### [DATA LISTING]
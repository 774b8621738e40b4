//! Host-facing control
//!
//! [`AutoPopulateControl`] owns the single output value of an
//! auto-populated text field and tells the host when it changes. The host
//! calls [`AutoPopulateControl::update_view`] whenever an input field
//! changes and [`AutoPopulateControl::set_config_value`] when the
//! configuration value changes; each call runs one resolution pass.
//!
//! Overlapping passes are resolved with a generation counter: every pass
//! takes the next generation number, and when it finishes it only commits
//! if no newer pass has started in the meantime. Stale results are dropped,
//! so the output always reflects the latest inputs the host supplied.
//! Commits and notifications are serialized, so the host is always notified
//! in commit order and the last notification carries the current value.

use std::sync::atomic::{AtomicU64, Ordering};
use std::sync::Arc;
use std::time::Instant;

use parking_lot::{Mutex, RwLock};

use crate::event_log::{EventKind, EventLog};
use crate::fetcher::RecordFetcher;
use crate::resolver::Resolver;
use crate::snapshot::InputSnapshot;
use crate::template;

/// Change notification callback; receives the new output value.
///
/// Called with commits serialized: the callback may read
/// [`AutoPopulateControl::outputs`] but must not start a pass or call
/// [`AutoPopulateControl::on_blur`] itself.
pub type Notifier = Arc<dyn Fn(&str) + Send + Sync>;

/// Result of one resolution pass
#[derive(Debug, Clone, PartialEq, Eq)]
pub enum PassOutcome {
    /// Output written and host notified
    Committed(String),
    /// A newer pass started before this one finished
    Superseded { generation: u64, superseded_by: u64 },
}

impl PassOutcome {
    pub fn committed(&self) -> Option<&str> {
        match self {
            Self::Committed(value) => Some(value),
            Self::Superseded { .. } => None,
        }
    }
}

/// Auto-populated text control
pub struct AutoPopulateControl {
    fetcher: Arc<dyn RecordFetcher>,
    notify: Notifier,
    config_value: RwLock<String>,
    /// Snapshot of the most recent `update_view`
    snapshot: RwLock<InputSnapshot>,
    /// The single output value exposed to the host
    value: RwLock<String>,
    /// Held while a pass commits and notifies
    commit: Mutex<()>,
    generation: AtomicU64,
    events: EventLog,
}

impl AutoPopulateControl {
    pub fn new(config_value: impl Into<String>, fetcher: Arc<dyn RecordFetcher>, notify: Notifier) -> Self {
        Self {
            fetcher,
            notify,
            config_value: RwLock::new(config_value.into()),
            snapshot: RwLock::new(InputSnapshot::new()),
            value: RwLock::new(String::new()),
            commit: Mutex::new(()),
            generation: AtomicU64::new(0),
            events: EventLog::new(),
        }
    }

    /// Start from the value the host already has stored
    pub fn with_value(self, value: impl Into<String>) -> Self {
        *self.value.write() = value.into();
        self
    }

    pub fn config_value(&self) -> String {
        self.config_value.read().clone()
    }

    /// Current output value (what the host persists)
    pub fn outputs(&self) -> String {
        self.value.read().clone()
    }

    pub fn events(&self) -> &EventLog {
        &self.events
    }

    /// Generation of the most recently started pass
    pub fn generation(&self) -> u64 {
        self.generation.load(Ordering::SeqCst)
    }

    /// Input fields changed: keep the snapshot and run a pass
    pub async fn update_view(&self, snapshot: &InputSnapshot) -> PassOutcome {
        *self.snapshot.write() = snapshot.clone();
        self.run_pass(snapshot).await
    }

    /// Configuration value changed: store it and run a pass over the last snapshot
    pub async fn set_config_value(&self, config_value: &str) -> PassOutcome {
        {
            let mut current = self.config_value.write();
            if *current != config_value {
                tracing::debug!(config_value, "configuration value changed");
                *current = config_value.to_string();
            }
        }
        let snapshot = self.snapshot.read().clone();
        self.run_pass(&snapshot).await
    }

    async fn run_pass(&self, snapshot: &InputSnapshot) -> PassOutcome {
        let generation = self.generation.fetch_add(1, Ordering::SeqCst) + 1;
        let started = Instant::now();
        let fragments = template::parse(&self.config_value());

        self.events.emit(EventKind::PassStarted {
            generation,
            fragment_count: fragments.len(),
        });

        let output = Resolver::new(self.fetcher.as_ref())
            .with_trace(&self.events, generation)
            .resolve(&fragments, snapshot)
            .await;

        let _commit = self.commit.lock();
        let latest = self.generation.load(Ordering::SeqCst);
        if latest != generation {
            tracing::debug!(generation, latest, "discarding stale resolution pass");
            self.events.emit(EventKind::PassDiscarded {
                generation,
                superseded_by: latest,
            });
            return PassOutcome::Superseded {
                generation,
                superseded_by: latest,
            };
        }
        *self.value.write() = output.clone();

        self.events.emit(EventKind::PassCompleted {
            generation,
            output: output.clone(),
            duration_ms: started.elapsed().as_millis() as u64,
        });
        tracing::info!(generation, output = %output, "output updated");
        (self.notify)(&output);

        PassOutcome::Committed(output)
    }

    /// The user edited the displayed text and left the field
    pub fn on_blur(&self, text: impl Into<String>) {
        let text = text.into();
        let _commit = self.commit.lock();
        *self.value.write() = text.clone();
        self.events.emit(EventKind::OutputEdited {
            value: text.clone(),
        });
        (self.notify)(&text);
    }
}

impl std::fmt::Debug for AutoPopulateControl {
    fn fmt(&self, f: &mut std::fmt::Formatter<'_>) -> std::fmt::Result {
        f.debug_struct("AutoPopulateControl")
            .field("fetcher", &self.fetcher.name())
            .field("config_value", &*self.config_value.read())
            .field("value", &*self.value.read())
            .field("generation", &self.generation())
            .finish()
    }
}
//! Ghost Drive Condition state machine
//!
//! GDC is the state in which a drive's controller has become unreliable at
//! delivering SMART telemetry, independent of whether its media is intact.
//! The machine is driven purely by reader outcomes; it never diagnoses
//! absence of data as failure. A device that has never produced a single
//! successful read is UNASSESSABLE, not broken.

use std::time::{Duration, Instant};

use serde::{Deserialize, Serialize};

/// Consecutive failures before OK escalates to SUSPECT
const SUSPECT_AFTER: u32 = 3;
/// Consecutive failures before SUSPECT escalates to CONFIRMED
const CONFIRMED_AFTER: u32 = 6;
/// Consecutive failures (without a single success ever) before TERMINAL
const TERMINAL_AFTER: u32 = 50;
/// Consecutive successes needed to leave CONFIRMED
const RECOVER_FROM_CONFIRMED: u32 = 3;
/// How long a force-scan freeze suspends failure accounting
pub const FREEZE_WINDOW: Duration = Duration::from_secs(5 * 60);
/// USB devices that present no identity for this many polls are unassessable
const USB_NO_IDENTITY_AFTER: u32 = 2;

// =============================================================================
// State
// =============================================================================

/// Ghost Drive Condition state
#[derive(Debug, Clone, Copy, PartialEq, Eq, Serialize, Deserialize)]
#[serde(rename_all = "SCREAMING_SNAKE_CASE")]
pub enum GdcState {
    Ok,
    Suspect,
    Confirmed,
    Terminal,
    Unassessable,
}

impl GdcState {
    /// Terminal states never transition again within the process lifetime.
    pub fn is_sticky(&self) -> bool {
        matches!(self, GdcState::Terminal | GdcState::Unassessable)
    }

    /// Whether the scan engine should keep polling a device in this state.
    pub fn schedulable(&self) -> bool {
        !self.is_sticky()
    }
}

impl std::fmt::Display for GdcState {
    fn fmt(&self, f: &mut std::fmt::Formatter<'_>) -> std::fmt::Result {
        let s = match self {
            GdcState::Ok => "OK",
            GdcState::Suspect => "SUSPECT",
            GdcState::Confirmed => "CONFIRMED",
            GdcState::Terminal => "TERMINAL",
            GdcState::Unassessable => "UNASSESSABLE",
        };
        write!(f, "{}", s)
    }
}

// =============================================================================
// Tracker
// =============================================================================

/// Per-device GDC tracker
#[derive(Debug, Clone)]
pub struct GdcTracker {
    state: GdcState,
    enabled: bool,
    consecutive_failures: u32,
    consecutive_successes: u32,
    total_failures: u64,
    total_successes: u64,
    has_ever_succeeded: bool,
    usb_no_identity_polls: u32,
    freeze_until: Option<Instant>,
}

impl GdcTracker {
    pub fn new(enabled: bool) -> Self {
        Self {
            state: GdcState::Ok,
            enabled,
            consecutive_failures: 0,
            consecutive_successes: 0,
            total_failures: 0,
            total_successes: 0,
            has_ever_succeeded: false,
            usb_no_identity_polls: 0,
            freeze_until: None,
        }
    }

    pub fn state(&self) -> GdcState {
        self.state
    }

    pub fn has_ever_succeeded(&self) -> bool {
        self.has_ever_succeeded
    }

    pub fn consecutive_failures(&self) -> u32 {
        self.consecutive_failures
    }

    pub fn total_failures(&self) -> u64 {
        self.total_failures
    }

    pub fn total_successes(&self) -> u64 {
        self.total_successes
    }

    fn frozen(&self) -> bool {
        self.freeze_until.is_some_and(|until| Instant::now() < until)
    }

    /// Suspend failure accounting for `window`. Used by force-scan on
    /// devices currently in SUSPECT/CONFIRMED so one good poll can clear
    /// them without a failed poll deepening the hole.
    pub fn freeze_for(&mut self, window: Duration) {
        if matches!(self.state, GdcState::Suspect | GdcState::Confirmed) {
            self.freeze_until = Some(Instant::now() + window);
        }
    }

    /// A successful SMART read with valid attributes.
    pub fn record_success(&mut self) {
        if !self.enabled || self.state.is_sticky() {
            return;
        }
        self.total_successes += 1;
        self.has_ever_succeeded = true;
        self.usb_no_identity_polls = 0;

        if self.frozen() {
            // One success inside the freeze window clears the device.
            self.state = GdcState::Ok;
            self.freeze_until = None;
            self.consecutive_failures = 0;
            self.consecutive_successes = 1;
            return;
        }

        self.consecutive_failures = 0;
        self.consecutive_successes += 1;

        match self.state {
            GdcState::Suspect => self.state = GdcState::Ok,
            GdcState::Confirmed if self.consecutive_successes >= RECOVER_FROM_CONFIRMED => {
                self.state = GdcState::Ok;
            }
            _ => {}
        }
    }

    /// A timeout or parse failure from the reader.
    pub fn record_failure(&mut self) {
        if !self.enabled || self.state.is_sticky() {
            return;
        }
        if self.frozen() {
            // Counters resume untouched once the window expires.
            return;
        }
        self.total_failures += 1;
        self.consecutive_successes = 0;
        self.consecutive_failures += 1;

        match self.state {
            GdcState::Ok if self.consecutive_failures >= SUSPECT_AFTER => {
                self.state = GdcState::Suspect;
            }
            GdcState::Suspect if self.consecutive_failures >= CONFIRMED_AFTER => {
                self.state = GdcState::Confirmed;
            }
            GdcState::Confirmed
                if self.consecutive_failures >= TERMINAL_AFTER && !self.has_ever_succeeded =>
            {
                self.state = GdcState::Terminal;
            }
            _ => {}
        }
    }

    /// The device reported no SMART capability. Sticky: missing telemetry is
    /// never failure, and never becomes failure later.
    pub fn record_no_support(&mut self) {
        if !self.enabled || self.state == GdcState::Terminal {
            return;
        }
        self.state = GdcState::Unassessable;
        self.freeze_until = None;
    }

    /// A successful read on a USB-attached device that presented no usable
    /// identity. Two such polls in a row mark the bridge unassessable.
    pub fn record_usb_no_identity(&mut self) {
        if !self.enabled || self.state.is_sticky() {
            return;
        }
        self.usb_no_identity_polls += 1;
        if self.usb_no_identity_polls >= USB_NO_IDENTITY_AFTER {
            self.state = GdcState::Unassessable;
        }
    }
}

// =============================================================================
// Tests
// =============================================================================
impl HistoryLogger {
    pub fn new(root: impl Into<PathBuf>, retention_size_kb: u64) -> Self {
        Self {
            root: root.into(),
            retention_bytes: retention_size_kb * 1024,
            state: Mutex::new(HashMap::new()),
        }
    }

    pub fn root(&self) -> &Path {
        &self.root
    }

    fn device_dir(&self, identity: &DeviceIdentity) -> PathBuf {
        self.root.join(identity.sanitized())
    }

    /// Evaluate the trigger set and commit the record when one fires.
    /// Returns the reason used, or `None` when the record was skipped.
    pub fn commit(&self, mut record: HistoryRecord, force: bool) -> Result<Option<LogReason>> {
        let mut state = self.state.lock();

        let stamp = hour_stamp(record.timestamp);
        let reason = {
            let previous = state.get(&record.identity);
            decide_reason(previous, &record, stamp, force)
        };

        let Some(reason) = reason else {
            return Ok(None);
        };
        record.log_reason = reason;

        state.insert(
            record.identity.clone(),
            LastLogged {
                hour_stamp: stamp,
                critical: record.attributes_critical.clone(),
                gdc_state: record.gdc_state,
                health_score: record.health_score,
            },
        );

        // Write while still holding the lock: commits for one identity (and
        // one file) never interleave.
        self.append(&record)?;
        self.enforce_retention(&record.identity);
        Ok(Some(reason))
    }

    fn append(&self, record: &HistoryRecord) -> Result<()> {
        let dir = self.device_dir(&record.identity);
        fs::create_dir_all(&dir)?;
        let file = dir.join(format!("{}.jsonl", record.timestamp.format("%Y-%m-%d")));
        let mut line = serde_json::to_string(record)?;
        line.push('\n');
        let mut f = fs::OpenOptions::new().create(true).append(true).open(&file)?;
        f.write_all(line.as_bytes())?;
        debug!(identity = %record.identity, reason = ?record.log_reason,
            file = %file.display(), "history entry committed");
        Ok(())
    }

    /// Most recent committed record for an identity, used for trend inputs.
    pub fn previous_record(&self, identity: &DeviceIdentity) -> Option<HistoryRecord> {
        let dir = self.device_dir(identity);
        let mut files = day_files(&dir);
        files.sort();
        while let Some(file) = files.pop() {
            let Ok(text) = fs::read_to_string(&file) else {
                continue;
            };
            for line in text.lines().rev() {
                if line.trim().is_empty() {
                    continue;
                }
                match serde_json::from_str::<HistoryRecord>(line) {
                    Ok(record) => return Some(record),
                    Err(e) => {
                        warn!(file = %file.display(), error = %e, "skipping corrupt history line");
                    }
                }
            }
        }
        None
    }

    /// Full history for an identity in chronological order.
    pub fn history(&self, identity: &DeviceIdentity) -> Vec<HistoryRecord> {
        let dir = self.device_dir(identity);
        let mut files = day_files(&dir);
        files.sort();
        let mut records = Vec::new();
        for file in files {
            let Ok(text) = fs::read_to_string(&file) else {
                continue;
            };
            for line in text.lines() {
                if let Ok(record) = serde_json::from_str::<HistoryRecord>(line) {
                    records.push(record);
                }
            }
        }
        records
    }

    /// Evict oldest day files until the per-device directory fits the cap.
    /// The newest file always survives.
    fn enforce_retention(&self, identity: &DeviceIdentity) {
        let dir = self.device_dir(identity);
        let mut files = day_files(&dir);
        files.sort();

        let mut total: u64 = files
            .iter()
            .filter_map(|f| fs::metadata(f).ok())
            .map(|m| m.len())
            .sum();

        let mut idx = 0;
        while total > self.retention_bytes && files.len() - idx > 1 {
            let oldest = &files[idx];
            let size = fs::metadata(oldest).map(|m| m.len()).unwrap_or(0);
            match fs::remove_file(oldest) {
                Ok(()) => {
                    debug!(file = %oldest.display(), "evicted old history file");
                    total = total.saturating_sub(size);
                }
                Err(e) => {
                    warn!(file = %oldest.display(), error = %e, "failed to evict history file");
                }
            }
            idx += 1;
        }
    }

    /// Forget trigger state for an identity (used after eviction so a
    /// returning device logs a fresh `first_scan`).
    pub fn forget(&self, identity: &DeviceIdentity) {
        self.state.lock().remove(identity);
    }
}

fn hour_stamp(ts: DateTime<Utc>) -> (i32, u32, u32) {
    (ts.year(), ts.ordinal(), ts.hour())
}

fn decide_reason(
    previous: Option<&LastLogged>,
    record: &HistoryRecord,
    stamp: (i32, u32, u32),
    force: bool,
) -> Option<LogReason> {
    if force {
        return Some(LogReason::Manual);
    }
    let Some(previous) = previous else {
        return Some(LogReason::FirstScan);
    };
    if previous.hour_stamp != stamp {
        return Some(LogReason::Hourly);
    }

    let changed = previous.critical.reallocated != record.attributes_critical.reallocated
        || previous.critical.pending != record.attributes_critical.pending
        || previous.critical.uncorrectable != record.attributes_critical.uncorrectable
        || previous.critical.timeout != record.attributes_critical.timeout
        || previous.gdc_state != record.gdc_state;
    let score_moved = match (previous.health_score, record.health_score) {
        (Some(a), Some(b)) => (a - b).abs() >= SCORE_DELTA_TRIGGER,
        (a, b) => a != b,
    };
    if changed || score_moved {
        return Some(LogReason::SmartChange);
    }
    None
}
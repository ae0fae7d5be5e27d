//! Observed maximum temperature tracker
//!
//! Not every drive reports a lifetime-max temperature, and some that do reset
//! it on power cycles. This tracker keeps the highest temperature ever seen
//! per identity across daemon restarts, persisted as one small JSON file per
//! device, and merges it with whatever the drive itself claims.

use std::collections::HashMap;
use std::fs;
use std::path::PathBuf;

use parking_lot::Mutex;
use serde::{Deserialize, Serialize};
use tracing::warn;

use crate::device::DeviceIdentity;

#[derive(Debug, Clone, Serialize, Deserialize)]
struct TempExtreme {
    identity: DeviceIdentity,
    max_temperature: i32,
}

/// Persistent per-identity maximum observed temperature
pub struct TempExtremes {
    dir: PathBuf,
    cache: Mutex<HashMap<DeviceIdentity, i32>>,
}

impl TempExtremes {
    /// Create the tracker, loading any previously persisted extremes.
    pub fn new(dir: impl Into<PathBuf>) -> Self {
        let dir = dir.into();
        let mut cache = HashMap::new();
        if let Ok(entries) = fs::read_dir(&dir) {
            for entry in entries.filter_map(|e| e.ok()) {
                match fs::read_to_string(entry.path())
                    .map_err(|e| e.to_string())
                    .and_then(|text| {
                        serde_json::from_str::<TempExtreme>(&text).map_err(|e| e.to_string())
                    }) {
                    Ok(state) => {
                        cache.insert(state.identity, state.max_temperature);
                    }
                    Err(e) => {
                        warn!(file = %entry.path().display(), error = %e,
                            "skipping unreadable temperature state");
                    }
                }
            }
        }
        Self {
            dir,
            cache: Mutex::new(cache),
        }
    }

    /// Record an observation and return the all-time maximum for the
    /// identity. `drive_reported_max` folds in the drive's own lifetime-max
    /// figure when it has one.
    pub fn observe(
        &self,
        identity: &DeviceIdentity,
        current: Option<i32>,
        drive_reported_max: Option<i32>,
    ) -> Option<i32> {
        let candidate = current.max(drive_reported_max)?;

        let mut cache = self.cache.lock();
        let known = cache.get(identity).copied();
        let max = known.map_or(candidate, |k| k.max(candidate));
        if known != Some(max) {
            cache.insert(identity.clone(), max);
            self.persist(identity, max);
        }
        Some(max)
    }

    /// All-time maximum without recording a new observation.
    pub fn max_for(&self, identity: &DeviceIdentity) -> Option<i32> {
        self.cache.lock().get(identity).copied()
    }

    fn persist(&self, identity: &DeviceIdentity, max: i32) {
        let state = TempExtreme {
            identity: identity.clone(),
            max_temperature: max,
        };
        let path = self.dir.join(format!("{}.json", identity.sanitized()));
        let result = fs::create_dir_all(&self.dir).and_then(|_| {
            let text = serde_json::to_string_pretty(&state)?;
            fs::write(&path, text)
        });
        if let Err(e) = result {
            warn!(identity = %identity, error = %e, "failed to persist temperature state");
        }
    }
}

#[cfg(test)]
mod tests {
    use super::*;

    fn identity() -> DeviceIdentity {
        DeviceIdentity::new("TestDisk", "T-1")
    }

    #[test]
    fn test_observe_keeps_maximum() {
        let dir = tempfile::tempdir().unwrap();
        let tracker = TempExtremes::new(dir.path());

        assert_eq!(tracker.observe(&identity(), Some(38), None), Some(38));
        assert_eq!(tracker.observe(&identity(), Some(45), None), Some(45));
        assert_eq!(tracker.observe(&identity(), Some(40), None), Some(45));
    }

    #[test]
    fn test_drive_reported_max_merged() {
        let dir = tempfile::tempdir().unwrap();
        let tracker = TempExtremes::new(dir.path());

        assert_eq!(tracker.observe(&identity(), Some(35), Some(52)), Some(52));
        assert_eq!(tracker.max_for(&identity()), Some(52));
    }

    #[test]
    fn test_survives_restart() {
        let dir = tempfile::tempdir().unwrap();
        {
            let tracker = TempExtremes::new(dir.path());
            tracker.observe(&identity(), Some(47), None);
        }
        let reloaded = TempExtremes::new(dir.path());
        assert_eq!(reloaded.max_for(&identity()), Some(47));
    }

    #[test]
    fn test_no_temperature_no_state() {
        let dir = tempfile::tempdir().unwrap();
        let tracker = TempExtremes::new(dir.path());
        assert_eq!(tracker.observe(&identity(), None, None), None);
        assert_eq!(tracker.max_for(&identity()), None);
    }
}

### [TASK OBJECTIVE]
Your response should be the lines above from the first to the one containing "counter: every pass", inclusive, each given exactly.

### [YOUR SOLUTION]
repository 774b8621738e40b4
//! Host-facing control
//!
//! [`AutoPopulateControl`] owns the single output value of an
//! auto-populated text field and tells the host when it changes. The host
//! calls [`AutoPopulateControl::update_view`] whenever an input field
//! changes and [`AutoPopulateControl::set_config_value`] when the
//! configuration value changes; each call runs one resolution pass.
//!
//! Overlapping passes are resolved with a generation counter: every pass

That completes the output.